Bob Bowker is a former Australian ambassador to Jordan and Egypt.

The events of the past week in Egypt raise serious questions about the capacity of the political system in that country and elsewhere in the Arab world to contain, through constitutional means, the struggle between Islamists and those who reject the use of Islamic discourse and lifestyles in defining their identities.

The violence which followed the collapse of the political authority of the Morsi Government and the resumption, in effect, of military control makes it unlikely that an inclusive way forward can be found at the political level. Across the region, the case among Islamists for the transformation of Arab society through the ballot box has been severely damaged.

The rhetoric in Egypt from opponents and supporters of the new government, together with the upsurge of violence, sectarianism and resurgent populist politics, is a profoundly toxic combination so far as the future of Egyptian political life is concerned.

Apart from the tragic loss of life, the longer-term effect of recent events is to reinforce the sense of victimhood and frustration among Egyptian Islamists over what they see as an assault on constitutional and electoral legitimacy which they believed was rightfully theirs.

The Brotherhood and its supporters may well return to a pre-Arab uprising comfort zone of oppositional politics, focused on survival and organisational discipline. Conspiratorial versions of recent events will multiply.
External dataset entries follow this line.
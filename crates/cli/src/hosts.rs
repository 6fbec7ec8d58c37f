//! Device list files: one host per line, `#` comments and blank lines ignored.

use std::path::{Path, PathBuf};

use crate::config::ConfigError;

/// Tried in order when no hosts file is given.
pub const DEFAULT_HOSTS_FILES: [&str; 2] = ["wlc.txt", "aps.txt"];

/// Hosts in file order. Inline `# ...` after a host is dropped.
pub fn parse_device_list(text: &str) -> Vec<String> {
    text.lines()
        .map(|line| line.split('#').next().unwrap_or("").trim())
        .filter(|host| !host.is_empty())
        .map(String::from)
        .collect()
}

pub fn read_device_list(path: &Path) -> Result<Vec<String>, ConfigError> {
    let text = std::fs::read_to_string(path).map_err(|e| ConfigError::Read {
        path: path.to_path_buf(),
        message: e.to_string(),
    })?;
    let devices = parse_device_list(&text);
    if devices.is_empty() {
        return Err(ConfigError::EmptyDeviceList(path.to_path_buf()));
    }
    Ok(devices)
}

/// The explicit file if given, otherwise the first default that exists in `dir`.
pub fn resolve_hosts_file(explicit: Option<&Path>, dir: &Path) -> Result<PathBuf, ConfigError> {
    if let Some(path) = explicit {
        return Ok(path.to_path_buf());
    }
    let candidates: Vec<PathBuf> = DEFAULT_HOSTS_FILES.iter().map(|n| dir.join(n)).collect();
    candidates
        .iter()
        .find(|p| p.is_file())
        .cloned()
        .ok_or(ConfigError::NoHostsFile(candidates))
}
Self-critical thinking about how the opportunity was lost to turn the institutional power of the state to the advantage of the Islamist vision will be in short supply.
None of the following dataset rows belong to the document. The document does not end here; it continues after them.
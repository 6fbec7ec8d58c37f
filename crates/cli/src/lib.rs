//! `apfleet-cli`: fleet collection pipeline.
//!
//! Drives one remote session per controller, parses the command output into
//! structured records, reconciles them with `apfleet-recon` and exports one
//! table per controller.

pub mod config;
pub mod hosts;
pub mod orchestrator;
pub mod parse;
pub mod session;
pub mod ssh;
pub mod transcript;

pub use config::{ConnectionConfig, Credentials, HostKeyPolicy, RunConfig};
pub use orchestrator::{DeviceError, DeviceStage, Orchestrator, RunReport, RunSummary};
pub use parse::{CommandParser, ParseError, StructuredParser};
pub use session::{Connector, Session, SessionClient, SessionError, SessionFailure, SessionRunner};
Less certain is whether the events of the last week will generate significant support for insurrection and violence directed against the state in Egypt and beyond.

Some individuals from the Brotherhood and from the salafist elements of Egyptian politics will cast their lot with the considerable number of Egyptians, Tunisians and Libyans who already participate in jihadist movements around the region. Militants in the Sinai may be even more difficult for the Egyptian military to manage. But there are multiple competing strands among Egyptian Islamists.

The inchoate, personality-driven nature of the salafist phenomenon in Egypt differs markedly from the decades-old institutional discipline of the Muslim Brotherhood. Historically, the salafist movement has been politically quiescent and opportunistic, while focused on building its following at the societal level. The Brotherhood, by contrast, has never taken that approach: it has maintained a strong social focus, but always while seeing itself as a political actor whose political freedoms were denied by successive unjust secular regimes.

Rivalries and divisions between the salafists and the Brotherhood are subsumed for the moment by anger at the deaths of protesters and the arrest of prominent individuals across the Islamist spectrum. But those rivalries may not be set aside for long. Short of a catastrophic societal breakdown along sectarian lines, which still remains unlikely, the siren call of political success at the expense of the Brotherhood will be hard for the salafists to resist.

Moreover, by securing the suspension, instead of the cancellation, of the Islamist-oriented constitution, the main salafist party, Al-Nour, has succeeded in holding on to those elements of the constitution that best fit its ideological orientation. And with the Muslim Brotherhood rejecting the recently announced road map to constitutional amendments and elections, the military needs Al-Nour onboard with the interim government. Al-Nour will make full use of that situation.

Although some salafist elements in the Gulf have called for supporting an Islamic revolution in Egypt, it is unlikely the Saudis would tolerate much support going to the opponents of a government set on repressing the Brotherhood (there is no place for monarchies in the Brotherhood's Islamist vision).

It is impossible to know whether the Brotherhood will accept the revisions envisioned by the military for the suspended constitution and be part of the elections that will follow, or whether it will opt for a spoiling role.

The Brotherhood is in no mood to talk at the moment, but the legitimacy card will lose value fairly steadily. If the government appears to be consolidating, at some point there will have to be a decision by the Brotherhood's leadership whether to re-engage with politics or risk losing the ability to bounce back through electoral means.

Rhetoric aside, the Brotherhood would appear unlikely to risk its self-destruction through organised acts of violence. A cyclical view of history would encourage pragmatic adjustment instead. Unless it abandons politics altogether, which would be a departure from its history, the Brotherhood needs to keep open its ability to participate in electoral contests. The US and most other Western governments see inclusiveness as necessary, even if many Egyptians do not.

If it opts out of political life conducted by a military government it deems illegitimate, and under rules it considers unacceptable, the Brotherhood may still choose to re-engage later.

If however the Brotherhood is formally excluded from re-entering Egyptian politics, the die will be cast. Islamist insurrection will return in Egypt, not on the scale witnessed in Syria, but capable of deepening social polarisation and the crisis of legitimacy of civilian politics. The core issues of identity, dignity and economic insecurity that the processes of social change and the failure of Egypt's political class have caused to emerge would remain unresolved.